Thanks. Wow, that was a lot of work. And it’s great that it was successful. My dogs have really thick beds and they don’t get wet so I don’t think your system would work for them. If it gets extremely cold I’ll bring them in at night. I’m really just tying to get an idea of what must be considered their cold temperature limit.


----------



## LisaLynn (Dec 7, 2020)

Thank you everyone for your kind and caring replies. Everyone has a bit of a different situation and what worked for some people will not be possible for me. I am just trying to get a good idea of at what temperature I must bring them inside for the night. With the exception of the cold snap we had here in Montana, mentioned by Banzai555, the dog house house has stayed at 20 degrees or above at night - I check in the middle of the night with my indoor/outdoor thermometer. But it may go down into the teens before winter is over. Then I’m not sure what to do. 
thanks again for your help.
Lisa


----------



## WNGD (Jan 15, 2005)

At 20 degrees, I think you're already below the lower limit for what many would recommend. Even thick beds draw cold form underneath. Is the floor insulated?


----------



## LisaLynn (Dec 7, 2020)

WNGD said:


> At 20 degrees, I think you're already below the lower limit for what many would recommend. Even thick beds draw cold form underneath. Is the floor insulated?
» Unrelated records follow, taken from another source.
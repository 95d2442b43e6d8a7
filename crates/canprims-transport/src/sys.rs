//! The syscall seam.
//!
//! Interface resolution and option handling only ever need two calls from the
//! kernel: an `ifreq`-style `ioctl` and `setsockopt`. Both go through
//! [`SocketControl`] so the encoding logic above it can be exercised against a
//! recording fake instead of a live socket.

use std::io;

use crate::ifreq::IfReq;

/// Protocol family for Controller Area Network sockets.
pub const PF_CAN: i32 = 29;
/// Address family for Controller Area Network sockets.
pub const AF_CAN: u16 = PF_CAN as u16;
/// Raw CAN protocol within `PF_CAN`.
pub const CAN_RAW: i32 = 1;

/// Base for the per-protocol CAN socket option levels.
pub const SOL_CAN_BASE: i32 = 100;
/// Socket option level of `CAN_RAW` sockets.
pub const SOL_CAN_RAW: i32 = SOL_CAN_BASE + CAN_RAW;

/// Name -> interface index `ioctl` request.
pub const SIOCGIFINDEX: u64 = 0x8933;

/// `errno` for "no such device".
pub const ENODEV: i32 = 19;

/// Narrow interface over the socket-control syscalls used by this crate.
///
/// Implemented for [`std::os::fd::BorrowedFd`] (and therefore for every open
/// socket) on Unix. Tests implement it with an in-memory recorder.
pub trait SocketControl {
    /// Issue an `ifreq`-carrying device-control request.
    ///
    /// The kernel reads and writes the whole request in place.
    fn ioctl(&self, request: u64, req: &mut IfReq) -> io::Result<()>;

    /// Set a socket option from its already-encoded value bytes.
    fn set_raw_option(&self, level: i32, name: i32, value: &[u8]) -> io::Result<()>;
}

impl<T: SocketControl + ?Sized> SocketControl for &T {
    fn ioctl(&self, request: u64, req: &mut IfReq) -> io::Result<()> {
        (**self).ioctl(request, req)
    }

    fn set_raw_option(&self, level: i32, name: i32, value: &[u8]) -> io::Result<()> {
        (**self).set_raw_option(level, name, value)
    }
}

#[cfg(unix)]
impl SocketControl for std::os::fd::BorrowedFd<'_> {
    fn ioctl(&self, request: u64, req: &mut IfReq) -> io::Result<()> {
        use std::os::fd::AsRawFd;

        // SAFETY: `req` is a full-size, exclusively borrowed `struct ifreq`
        // buffer, which is what every SIOC*IF* request reads and writes.
        let rc = unsafe {
            libc::ioctl(
                self.as_raw_fd(),
                request as _,
                req.as_mut_bytes().as_mut_ptr().cast::<libc::c_void>(),
            )
        };
        if rc == -1 {
            return Err(io::Error::last_os_error());
        }
        Ok(())
    }

    fn set_raw_option(&self, level: i32, name: i32, value: &[u8]) -> io::Result<()> {
        use std::os::fd::AsRawFd;

        // SAFETY: `value` is valid for reads of `value.len()` bytes for the
        // duration of the call; the kernel copies it before returning.
        let rc = unsafe {
            libc::setsockopt(
                self.as_raw_fd(),
                level,
                name,
                value.as_ptr().cast::<libc::c_void>(),
                value.len() as libc::socklen_t,
            )
        };
        if rc != 0 {
            return Err(io::Error::last_os_error());
        }
        Ok(())
    }
}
Thanks. I hadn’t thought about the floor. It is a wood floor. Maybe we can put a skirt around the bottom. I can’t lift it up and insulate the floor now. I wonder what material would work for the skirt. Maybe the same kind of thick foam insulation we have inside. It’s the kind with the silver backing.


----------



## David Winners (Apr 30, 2012)

A layer of refletix would make a huge difference


----------



## Galathiel (Nov 30, 2012)

I think it also depends on the laws in your area. In ours, you cannot keep a dog outside if the temperature is below 32 degrees _shrug_.


----------



## LisaLynn (Dec 7, 2020)

Galathiel said:


> I think it also depends on the laws in your area. In ours, you cannot keep a dog outside if the temperature is below 32 degrees _shrug_.


Thanks. I would imagine in the case you refer to, the law, outside is without shelter. I don’t think a doghouse is considered outside. Still, my concern is what is best for the dogs.


----------



## LisaLynn (Dec 7, 2020)

David Winners said:


> A layer of refletix would make a huge difference.
> 
> Thank you, David. I wasn’t familiar with Reflectix until you mentioned it. I looked it up online and I think it’s exactly what I need. I can put it on the floor and ceiling of the dog house, as they have no insulation now. I’m anxious to see the difference it will make.
> Lisa


----------



## David Winners (Apr 30, 2012)

I would include the walls. Refletix is a great radiant barrier that will hold the heat from the dogs inside very well, unless you used insulation with a radiant barrier in the walls already that is.


----------



## LisaLynn (Dec 7, 2020)

David Winners said:


> I would include the walls. Refletix is a great radiant barrier that will hold the heat from the dogs inside very well, unless you used insulation with a radiant barrier in the walls already that is.


The walls are already insulated with 1" styrofoam insulation that has a silver backing. But the roof is metal, uninsulated. And the floor is wood, also uninsulated. I'm going to find the reflectix and start the job in the next few days. Thanks again.
Lisa


----------



## WNGD (Jan 15, 2005)

With an uninsulated roof and floors, the insulated walls aren't doing much other than better than nothing imo. Without an insulated floor, cold comes up and through and without an insulated roof, any heat (of which there isn't any) goes straight out. I've forgotten, is this a dog house or a building/shed? My guess is the inside temps are exactly the same as outside (minus wind chill) and below _freezing_ the dogs might survive but will suffer. I have seen wind come under a building and wave the carpets inside ....


----------



## Kazel (Nov 29, 2016)

20 degrees inside the doghouse is not very warm. When I went into our doghouses in the winter I could take my coat off. We had 2, one was about a foot into the ground and straw filled, the other was insulated and straw filled.

The dog house needs to be small and sealed enough that their body heat can keep it comfortable. Winter hasn’t gotten bad here yet. I’m not sure how Missoula varies to Bozeman in regards to temperature but Bozeman stays moderate compared to most places and it still gets below zero along with a decent amount of snow depending on location.

Our two outside dogs as a kid were fine all winter with the set up I mentioned even in extreme cold weather. Also 3 years ago in February all but one day was below zero where I was on the eastern side of the state, to give you an idea on how winters can get. We didn’t have outside dogs at that point though but we had in previous years.

If you don’t want to use straw I’d probably just recommend keeping your dogs indoors at night and during extreme cold in the day. Straw is bad if the dogs eat it, but dog beds are more padding rather than something the dog can nest and straw warm in. Although I’m sure having two dogs helps if they bundle up with each other.

*Do not use heating pads for outside kennels as a warning. They can catch on fire, saw it happen to our neighbor’s kennel. Thankfully no dogs were harmed.


----------



## coolgsd (May 1, 2010)

WNGD said:


> Personally, I'd want my dogs inside at anything approaching freezing


Agree. We have GSDs for companion dogs and companion means they are are with us - all the time - inside and out.


----------